### Work required
Both the line below containing "link graph: creating" and the line containing "with exactly one", along with every line between them, should be repeated exactly; no other line belongs in the answer.

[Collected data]
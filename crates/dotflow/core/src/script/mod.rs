// Dotflow
// Copyright (C) 2025 Synerthink

// This program is free software: you can redistribute it and/or modify
// it under the terms of the GNU Affero General Public License as published by
// the Free Software Foundation, either version 3 of the License, or
// (at your option) any later version.

// This program is distributed in the hope that it will be useful,
// but WITHOUT ANY WARRANTY; without even the implied warranty of
// MERCHANTABILITY or FITNESS FOR A PARTICULAR PURPOSE.  See the
// GNU Affero General Public License for more details.

// You should have received a copy of the GNU Affero General Public License
// along with this program.  If not, see <http://www.gnu.org/licenses/>.

//! `.flow` script front end.
//!
//! The engine never executes scripts itself; it only needs their structure:
//! imports, top-level bindings, function definitions with their parameter
//! defaults and attributes, and the names each scope mentions. The parser
//! here produces exactly that and nothing more.

pub mod ast;
pub mod parser;
pub mod token;

pub use ast::{Attr, Expr, FnDef, Module, Param, Stmt};
pub use parser::{ParseError, parse_module};
pub use token::{Token, tokenize};
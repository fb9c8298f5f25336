// Dotflow
// Copyright (C) 2025 Synerthink

// This program is free software: you can redistribute it and/or modify
// it under the terms of the GNU Affero General Public License as published by
// the Free Software Foundation, either version 3 of the License, or
// (at your option) any later version.

// This program is distributed in the hope that it will be useful,
// but WITHOUT ANY WARRANTY; without even the implied warranty of
// MERCHANTABILITY or FITNESS FOR A PARTICULAR PURPOSE.  See the
// GNU Affero General Public License for more details.

// You should have received a copy of the GNU Affero General Public License
// along with this program.  If not, see <http://www.gnu.org/licenses/>.

//! Path containment tests on workspace-relative slash paths.
//!
//! Containment ("along") is the central relation of the link graph: creating
//! a directory implicitly touches everything logically inside it, so the
//! propagator constantly asks whether one path lies within another.

/// Returns `path` with exactly one trailing `/`.
pub fn with_trailing_slash(path: &str) -> String {
    let trimmed = path.trim_end_matches('/');
    format!("{trimmed}/")
}

/// Strip a leading `./` and any trailing `/` so that equal paths compare
/// equal regardless of how the caller spelled them.
pub fn normalize(path: &str) -> String {
    let p = path.strip_prefix("./").unwrap_or(path);
    p.trim_end_matches('/').to_string()
}

/// True if `child` is `parent` or lies below it in the component sense.
/// `out/a/b` is along `out/a` and along `out`, but not along `ou`.
pub fn path_along(child: &str, parent: &str) -> bool {
    let c = normalize(child);
    let p = normalize(parent);
    c == p || c.starts_with(&with_trailing_slash(&p))
}

/// Containment excluding equality.
pub fn strictly_along(child: &str, parent: &str) -> bool {
    let c = normalize(child);
    let p = normalize(parent);
    c != p && c.starts_with(&with_trailing_slash(&p))
}

/// The portion of `child` below `parent`, if `child` is strictly along it.
pub fn suffix_below(child: &str, parent: &str) -> Option<String> {
    let c = normalize(child);
    let p = with_trailing_slash(&normalize(parent));
    c.strip_prefix(&p).map(str::to_string)
}

/// Parent directory of a path, if any.
pub fn dirname(path: &str) -> Option<String> {
    let p = normalize(path);
    p.rfind('/').map(|i| p[..i].to_string())
}

#[cfg(test)]
mod tests {
    use super::*;

    #[test]
    fn test_path_along() {
        assert!(path_along("out/a/b.txt", "out/a"));
        assert!(path_along("out/a", "out/a"));
        assert!(path_along("out/a", "out/a/"));
        assert!(!path_along("out/ab", "out/a"));
        assert!(!path_along("out", "out/a"));
    }

    #[test]
    fn test_strictly_along() {
        assert!(strictly_along("out/a/b", "out/a"));
        assert!(!strictly_along("out/a", "out/a"));
    }

    #[test]
    fn test_suffix_below() {
        assert_eq!(suffix_below("out/a/b.txt", "out/a").as_deref(), Some("b.txt"));
        assert_eq!(suffix_below("out/a", "out/a"), None);
    }

    #[test]
    fn test_dirname() {
        assert_eq!(dirname("out/a/b.txt").as_deref(), Some("out/a"));
        assert_eq!(dirname("gen.flow"), None);
    }
}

### Solution to the problem
//! Containment ("along") is the central relation of the link graph: creating
//! a directory implicitly touches everything logically inside it, so the
//! propagator constantly asks whether one path lies within another.

/// Returns `path` with exactly one trailing `/`.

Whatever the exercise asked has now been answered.